Cette thèse est impossible à soutenir, ne serait-ce qu’en raison de la grande perméabilité de la mythique frontière. Comment classer Watchmen, d’Alan Moore et Dave Gibbons ? L’œuvre est universellement considérée comme un roman graphique, pourtant lors de sa première publication en feuilleton, Watchmen était perçu comme un comics pur et dur. Il en va de même pour Batman : The Dark Knight Returns de Frank Miller, autre monstre sacré du roman graphique qui, avec les deux précédents constituent le canon du genre. Ce n’est que lors de leur publication en trade paperback (que l’on appelle par chez nous "intégrales") qu’ils gagnent cette nouvelle étiquette.
Et c’est là qu’est le twist : le comics prend du galon et devient Graphic Novel lorsque son écrin se fait plus luxueux. Rien de nouveau sous le soleil : La Comédie humaine de Balzac était d’abord passée en feuilleton avant de devenir un classique de la littérature.
Le trade paperback est d’une qualité bien supérieure aux fascicules souples destinés aux kiosques. Il se vend en librairie, s’expose dans les bibliothèques, se fait dédicacer... Il est bien plus luxueux, et bien plus cher ! Là où, pour schématiser, le fascicule s’adresse aux gamins, le trade paperback s’adresse aux parents de l’enfant qui transforment en classiques vénérés leurs lectures en culottes courtes.

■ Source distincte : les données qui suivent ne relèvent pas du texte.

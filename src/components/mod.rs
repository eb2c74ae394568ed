pub mod floor_map;
use std::f64::consts::PI;

use web_sys::CanvasRenderingContext2d;

use super::overlay::hover_label;
use super::state::FloorMapState;
use super::style::GeometryKind;
use super::types::Marker;

const BACKGROUND: &str = "#1a1a2e";
const PLANE_COLOR: &str = "#e9d3b7";
const LABEL_COLOR: &str = "#222222";

pub fn render(state: &FloorMapState, ctx: &CanvasRenderingContext2d) {
	ctx.set_fill_style_str(BACKGROUND);
	ctx.fill_rect(0.0, 0.0, state.width, state.height);
	draw_plane(state, ctx);
	draw_edges(state, ctx);
	let markers = state.markers();
	draw_markers(state, ctx, &markers);
	draw_hover_label(state, ctx, &markers);
}

fn draw_plane(state: &FloorMapState, ctx: &CanvasRenderingContext2d) {
	let (offset, projection, ppu) = (
		state.pan.offset(),
		&state.config.projection,
		state.config.pixels_per_unit,
	);
	let (left, top) = state.world_to_screen(
		offset.x + projection.origin_x,
		offset.z + projection.origin_z,
	);
	ctx.set_fill_style_str(PLANE_COLOR);
	ctx.fill_rect(
		left,
		top,
		state.config.plane_width * ppu,
		state.config.plane_depth * ppu,
	);
}

fn draw_edges(state: &FloorMapState, ctx: &CanvasRenderingContext2d) {
	ctx.set_line_cap("round");
	for segment in state.edge_segments() {
		let (x1, y1) = state.world_to_screen(segment.from.x, segment.from.z);
		let (x2, y2) = state.world_to_screen(segment.to.x, segment.to.z);
		ctx.set_stroke_style_str(segment.color);
		// Weight is in screen pixels, independent of zoom.
		ctx.set_line_width(segment.weight);
		ctx.begin_path();
		ctx.move_to(x1, y1);
		ctx.line_to(x2, y2);
		ctx.stroke();
	}
}

fn polygon(ctx: &CanvasRenderingContext2d, x: f64, y: f64, radius: f64, sides: u32) {
	let sides = sides.max(3);
	ctx.begin_path();
	for i in 0..sides {
		let angle = -PI / 2.0 + f64::from(i) * 2.0 * PI / f64::from(sides);
		let (px, py) = (x + radius * angle.cos(), y + radius * angle.sin());
		if i == 0 {
			ctx.move_to(px, py);
		} else {
			ctx.line_to(px, py);
		}
	}
	ctx.close_path();
}

fn draw_markers(state: &FloorMapState, ctx: &CanvasRenderingContext2d, markers: &[Marker]) {
	let ppu = state.config.pixels_per_unit;
	for marker in markers {
		let (x, y) = state.world_to_screen(marker.position.x, marker.position.z);
		let k = marker.scale * ppu;
		ctx.set_fill_style_str(marker.style.color);

		match marker.style.geometry {
			GeometryKind::Box { width, depth, .. } => {
				let (w, h) = (width * k, depth * k);
				ctx.begin_path();
				ctx.rect(x - w / 2.0, y - h / 2.0, w, h);
			}
			GeometryKind::Sphere { radius } => {
				ctx.begin_path();
				let _ = ctx.arc(x, y, radius * k, 0.0, 2.0 * PI);
			}
			GeometryKind::Cylinder { radius, sides, .. } | GeometryKind::Cone { radius, sides, .. } => {
				polygon(ctx, x, y, radius * k, sides);
			}
			GeometryKind::Octahedron { radius } => polygon(ctx, x, y, radius * k, 4),
		}
		ctx.fill();

		if let GeometryKind::Cone { radius, .. } = marker.style.geometry {
			// Apex.
			ctx.set_fill_style_str("rgba(255, 255, 255, 0.6)");
			ctx.begin_path();
			let _ = ctx.arc(x, y, radius * k * 0.2, 0.0, 2.0 * PI);
			ctx.fill();
		}

		if state.hover.is_hovered(&marker.node_id) {
			ctx.set_stroke_style_str("white");
			ctx.set_line_width(2.0);
			ctx.begin_path();
			let (hx, hz) = marker.style.geometry.footprint();
			let _ = ctx.arc(x, y, hx.max(hz) * k + 3.0, 0.0, 2.0 * PI);
			ctx.stroke();
		}
	}
}

fn draw_hover_label(state: &FloorMapState, ctx: &CanvasRenderingContext2d, markers: &[Marker]) {
	let Some(id) = state.hover.hovered() else {
		return;
	};
	let (Some(node), Some(marker)) = (
		state.graph.node(id),
		markers.iter().find(|m| m.node_id == id),
	) else {
		return;
	};
	let label = hover_label(node);
	let (x, y) = state.world_to_screen(marker.position.x, marker.position.z);
	let (hx, _) = marker.style.geometry.footprint();
	ctx.set_fill_style_str(LABEL_COLOR);
	ctx.set_font("12px sans-serif");
	let _ = ctx.fill_text(&label, x + hx * marker.scale * state.config.pixels_per_unit + 6.0, y + 4.0);
}
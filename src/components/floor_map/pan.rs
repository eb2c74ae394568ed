//! Pointer-drag panning with freeze-on-exceed travel limits.
//!
//! A candidate offset is computed per axis from the raw screen delta. An axis
//! whose candidate leaves its range keeps its previous value instead of being
//! clamped, so the map sticks rather than sliding to the wall. The two axes
//! are judged independently.

use super::config::PanConfig;
use super::types::PanOffset;

#[derive(Clone, Copy, Debug, Default, PartialEq, Eq)]
pub enum DragPhase {
	#[default]
	Idle,
	Dragging,
}

/// Pure update rule for one pointer-move event.
pub fn apply_delta(offset: PanOffset, dx: f64, dy: f64, config: &PanConfig) -> PanOffset {
	let candidate_x = offset.x + dx * config.sensitivity;
	// `dy` is positive for upward pointer motion; dragging up moves the map
	// north, toward -z.
	let candidate_z = offset.z - dy * config.sensitivity;

	let x_ok = (config.x_min..=config.x_max).contains(&candidate_x);
	let z_ok = (config.z_min..=config.z_max).contains(&candidate_z);

	PanOffset {
		x: if x_ok { candidate_x } else { offset.x },
		z: if z_ok { candidate_z } else { offset.z },
	}
}

#[derive(Clone, Debug)]
pub struct PanController {
	config: PanConfig,
	offset: PanOffset,
	phase: DragPhase,
}

impl PanController {
	pub fn new(config: PanConfig) -> Self {
		Self {
			config,
			offset: PanOffset::default(),
			phase: DragPhase::Idle,
		}
	}

	pub fn offset(&self) -> PanOffset {
		self.offset
	}

	pub fn is_dragging(&self) -> bool {
		self.phase == DragPhase::Dragging
	}

	pub fn pointer_down(&mut self) {
		self.phase = DragPhase::Dragging;
	}

	pub fn pointer_up(&mut self) {
		self.phase = DragPhase::Idle;
	}

	pub fn pointer_leave(&mut self) {
		self.phase = DragPhase::Idle;
	}

	/// Feeds a raw screen delta. Returns whether the offset moved.
	pub fn pointer_move(&mut self, dx: f64, dy: f64) -> bool {
		if self.phase != DragPhase::Dragging {
			return false;
		}
		let next = apply_delta(self.offset, dx, dy, &self.config);
		let moved = next != self.offset;
		self.offset = next;
		moved
	}

	/// Direct placement; travel limits only govern drag accumulation.
	pub fn set_offset(&mut self, offset: PanOffset) {
		self.offset = offset;
	}

	/// Recentres the map and ends any drag.
	pub fn reset(&mut self) {
		self.set_offset(PanOffset::default());
		self.phase = DragPhase::Idle;
	}
}
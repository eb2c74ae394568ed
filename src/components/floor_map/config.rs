//! Tunable constants for the floor map.

/// Drag sensitivity and travel limits.
#[derive(Clone, Debug, PartialEq)]
pub struct PanConfig {
	/// World units per screen pixel of pointer movement.
	pub sensitivity: f64,
	pub x_min: f64,
	pub x_max: f64,
	pub z_min: f64,
	pub z_max: f64,
}

impl Default for PanConfig {
	fn default() -> Self {
		Self {
			sensitivity: 0.013,
			x_min: -40.0,
			x_max: 28.0,
			z_min: -28.0,
			z_max: 25.0,
		}
	}
}

/// Maps node-table coordinates onto the base plane.
#[derive(Clone, Debug, PartialEq)]
pub struct ProjectionConfig {
	pub scale: f64,
	pub origin_x: f64,
	pub origin_z: f64,
}

impl Default for ProjectionConfig {
	fn default() -> Self {
		Self {
			scale: 1.0 / 50.0,
			origin_x: -50.0,
			origin_z: -34.0,
		}
	}
}

#[derive(Clone, Debug, PartialEq)]
pub struct MapConfig {
	pub pan: PanConfig,
	pub projection: ProjectionConfig,
	/// Only node rows on this floor are kept.
	pub active_floor: String,
	pub nodes_url: String,
	pub edges_url: String,
	pub pixels_per_unit: f64,
	pub plane_width: f64,
	pub plane_depth: f64,
}

impl Default for MapConfig {
	fn default() -> Self {
		Self {
			pan: PanConfig::default(),
			projection: ProjectionConfig::default(),
			active_floor: "L1".into(),
			nodes_url: "./nodes.csv".into(),
			edges_url: "./edges.csv".into(),
			pixels_per_unit: 40.0,
			plane_width: 100.0,
			plane_depth: 100.0 / (5000.0 / 3400.0),
		}
	}
}

impl MapConfig {
	pub fn with_active_floor(mut self, floor: impl Into<String>) -> Self {
		self.active_floor = floor.into();
		self
	}

	pub fn with_sources(mut self, nodes_url: impl Into<String>, edges_url: impl Into<String>) -> Self {
		self.nodes_url = nodes_url.into();
		self.edges_url = edges_url.into();
		self
	}

	pub fn with_pixels_per_unit(mut self, pixels_per_unit: f64) -> Self {
		self.pixels_per_unit = pixels_per_unit;
		self
	}
}

#[cfg(test)]
mod tests {
	use super::*;

	#[test]
	fn defaults_match_the_floor_plan() {
		let config = MapConfig::default();
		assert_eq!(config.active_floor, "L1");
		assert_eq!(config.pan.sensitivity, 0.013);
		assert_eq!(config.projection.scale, 0.02);
		assert!((config.plane_depth - 68.0).abs() < 1e-9);
	}

	#[test]
	fn builders_override_fields() {
		let config = MapConfig::default()
			.with_active_floor("L2")
			.with_sources("/n.csv", "/e.csv")
			.with_pixels_per_unit(20.0);
		assert_eq!(config.active_floor, "L2");
		assert_eq!(config.nodes_url, "/n.csv");
		assert_eq!(config.edges_url, "/e.csv");
		assert_eq!(config.pixels_per_unit, 20.0);
	}
}
//! Node and edge table loading.
//!
//! Both tables are comma-separated text with a header row. Each is fetched and
//! parsed on its own; neither waits on the other. A row that cannot yield a
//! usable record is logged and dropped rather than admitted with a
//! non-finite coordinate.

use std::sync::Arc;
use std::sync::atomic::{AtomicBool, Ordering};

use log::warn;

use super::style::NodeCategory;
use super::types::{GraphEdge, GraphNode, MapCoord};

const NODE_COLUMNS: usize = 8;
const EDGE_COLUMNS: usize = 3;

#[derive(Debug, thiserror::Error)]
pub enum LoadError {
	#[error("request to {url} failed: {source}")]
	Request {
		url: String,
		#[source]
		source: gloo_net::Error,
	},
	#[error("{url} answered with status {status}")]
	Status { url: String, status: u16 },
	#[error("could not read body of {url}: {source}")]
	Body {
		url: String,
		#[source]
		source: gloo_net::Error,
	},
}

#[derive(Debug, Clone, PartialEq, thiserror::Error)]
pub enum RowError {
	#[error("missing {0}")]
	MissingField(&'static str),
	#[error("{column} is not a number: {value:?}")]
	InvalidNumber { column: &'static str, value: String },
	#[error("{column} is not finite: {value:?}")]
	NonFinite { column: &'static str, value: String },
}

/// Liveness flag shared with in-flight loads. Results that resolve after
/// [`LoadGuard::cancel`] must be discarded.
#[derive(Clone, Debug)]
pub struct LoadGuard(Arc<AtomicBool>);

impl Default for LoadGuard {
	fn default() -> Self {
		Self(Arc::new(AtomicBool::new(true)))
	}
}

impl LoadGuard {
	pub fn new() -> Self {
		Self::default()
	}

	pub fn is_live(&self) -> bool {
		self.0.load(Ordering::Relaxed)
	}

	pub fn cancel(&self) {
		self.0.store(false, Ordering::Relaxed);
	}
}

/// Data rows with their 1-based line numbers; header and blank lines skipped.
fn data_rows(text: &str) -> impl Iterator<Item = (usize, &str)> {
	text.trim()
		.split('\n')
		.map(|line| line.strip_suffix('\r').unwrap_or(line))
		.enumerate()
		.skip(1)
		.filter(|(_, line)| !line.trim().is_empty())
		.map(|(idx, line)| (idx + 1, line))
}

/// Splits on commas, padding short rows with empty fields.
fn split_fields(line: &str, columns: usize) -> Vec<&str> {
	let mut fields: Vec<&str> = line.split(',').collect();
	if fields.len() < columns {
		fields.resize(columns, "");
	}
	fields
}

fn parse_coordinate(column: &'static str, value: &str) -> Result<f64, RowError> {
	let value = value.trim();
	if value.is_empty() {
		return Err(RowError::MissingField(column));
	}
	let parsed: f64 = value.parse().map_err(|_| RowError::InvalidNumber {
		column,
		value: value.to_string(),
	})?;
	if !parsed.is_finite() {
		return Err(RowError::NonFinite {
			column,
			value: value.to_string(),
		});
	}
	Ok(parsed)
}

fn node_from_fields(fields: &[&str]) -> Result<GraphNode, RowError> {
	if fields[0].is_empty() {
		return Err(RowError::MissingField("id"));
	}
	Ok(GraphNode {
		id: fields[0].to_string(),
		coord: MapCoord {
			x: parse_coordinate("x", fields[1])?,
			y: parse_coordinate("y", fields[2])?,
		},
		floor: fields[3].to_string(),
		building: fields[4].to_string(),
		category: NodeCategory::from_code(fields[5]),
		long_name: fields[6].to_string(),
		short_name: fields[7].to_string(),
	})
}

fn edge_from_fields(fields: &[&str]) -> Result<GraphEdge, RowError> {
	if fields[1].is_empty() {
		return Err(RowError::MissingField("start"));
	}
	if fields[2].is_empty() {
		return Err(RowError::MissingField("end"));
	}
	Ok(GraphEdge {
		id: fields[0].to_string(),
		start: fields[1].to_string(),
		end: fields[2].to_string(),
	})
}

/// Parses the node table, keeping only rows on `active_floor`.
pub fn parse_nodes(text: &str, active_floor: &str) -> Vec<GraphNode> {
	let mut nodes = Vec::new();
	for (line_no, line) in data_rows(text) {
		let fields = split_fields(line, NODE_COLUMNS);
		if fields[3] != active_floor {
			continue;
		}
		match node_from_fields(&fields) {
			Ok(node) => nodes.push(node),
			Err(err) => warn!("nodes line {line_no}: {err}, row dropped"),
		}
	}
	nodes
}

pub fn parse_edges(text: &str) -> Vec<GraphEdge> {
	let mut edges = Vec::new();
	for (line_no, line) in data_rows(text) {
		match edge_from_fields(&split_fields(line, EDGE_COLUMNS)) {
			Ok(edge) => edges.push(edge),
			Err(err) => warn!("edges line {line_no}: {err}, row dropped"),
		}
	}
	edges
}

pub async fn fetch_text(url: &str) -> Result<String, LoadError> {
	let resp = gloo_net::http::Request::get(url)
		.send()
		.await
		.map_err(|source| LoadError::Request {
			url: url.to_string(),
			source,
		})?;
	if !resp.ok() {
		return Err(LoadError::Status {
			url: url.to_string(),
			status: resp.status(),
		});
	}
	resp.text().await.map_err(|source| LoadError::Body {
		url: url.to_string(),
		source,
	})
}

pub async fn load_nodes(url: &str, active_floor: &str) -> Result<Vec<GraphNode>, LoadError> {
	let text = fetch_text(url).await?;
	Ok(parse_nodes(&text, active_floor))
}

pub async fn load_edges(url: &str) -> Result<Vec<GraphEdge>, LoadError> {
	let text = fetch_text(url).await?;
	Ok(parse_edges(&text))
}

#[cfg(test)]
mod tests {
	use super::*;

	const NODES: &str = "nodeID,xcoord,ycoord,floor,building,nodeType,longName,shortName\r\n\
		CHALL001L1,1200,850,L1,45 Francis,HALL,Hallway 1 Floor 1,Hall 1\r\n\
		CELEV00AL2,2255,849,L2,Tower,ELEV,Elevator A Floor 2,Elevator A\r\n";

	#[test]
	fn keeps_only_active_floor_and_strips_carriage_returns() {
		let nodes = parse_nodes(NODES, "L1");
		assert_eq!(nodes.len(), 1);
		let node = &nodes[0];
		assert_eq!(node.id, "CHALL001L1");
		assert_eq!(node.coord, MapCoord { x: 1200.0, y: 850.0 });
		assert_eq!(node.floor, "L1");
		assert_eq!(node.building, "45 Francis");
		assert_eq!(node.category, NodeCategory::Hallway);
		assert_eq!(node.long_name, "Hallway 1 Floor 1");
		assert_eq!(node.short_name, "Hall 1");
		assert!(!node.short_name.contains('\r'));
	}

	#[test]
	fn header_only_table_is_empty() {
		assert!(parse_nodes("id,x,y,floor,building,type,longName,shortName\n", "L1").is_empty());
		assert!(parse_edges("id,start,end").is_empty());
		assert!(parse_edges("").is_empty());
	}

	#[test]
	fn non_numeric_coordinates_are_dropped() {
		let text = "h\nA,12,abc,L1,B,HALL,Long,Short\nB,1,2,L1,B,HALL,Long,Short\nC,inf,2,L1,B,HALL,L,S";
		let nodes = parse_nodes(text, "L1");
		assert_eq!(nodes.len(), 1);
		assert_eq!(nodes[0].id, "B");
	}

	#[test]
	fn short_rows_get_empty_trailing_fields() {
		let nodes = parse_nodes("h\nA,10,20,L1", "L1");
		assert_eq!(nodes.len(), 1);
		assert_eq!(nodes[0].building, "");
		assert_eq!(nodes[0].category, NodeCategory::Other(String::new()));
		assert_eq!(nodes[0].short_name, "");
	}

	#[test]
	fn row_errors_name_the_column() {
		let fields = split_fields("A,,5,L1", NODE_COLUMNS);
		assert_eq!(node_from_fields(&fields), Err(RowError::MissingField("x")));
		let fields = split_fields("A,3,x5,L1", NODE_COLUMNS);
		assert_eq!(
			node_from_fields(&fields),
			Err(RowError::InvalidNumber {
				column: "y",
				value: "x5".into()
			})
		);
	}

	#[test]
	fn parses_edges_and_skips_blank_lines() {
		let text = "edgeID,startNode,endNode\r\nE1,A,B\r\n\r\nE2,B,C\r\nE3,C\r\n";
		let edges = parse_edges(text);
		assert_eq!(
			edges,
			vec![
				GraphEdge {
					id: "E1".into(),
					start: "A".into(),
					end: "B".into()
				},
				GraphEdge {
					id: "E2".into(),
					start: "B".into(),
					end: "C".into()
				},
			]
		);
	}

	#[test]
	fn guard_is_shared_between_clones() {
		let guard = LoadGuard::new();
		let task = guard.clone();
		assert!(task.is_live());
		guard.cancel();
		assert!(!task.is_live());
	}
}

Le roman graphique, aux USA mais également en France, naît donc lorsque la bande dessinée élève son standing non pas en matière de fond mais de forme. Le contenu reste le même, mais l’emballage est plus beau, plus grand, plus cher.
On peut pousser la réflexion plus loin, mais cela, c’est le sujet d’un autre article, le suivant.
(par Jaime Bonkowski de Passos)
Cet article reste la propriété de son auteur et ne peut être reproduit sans son autorisation.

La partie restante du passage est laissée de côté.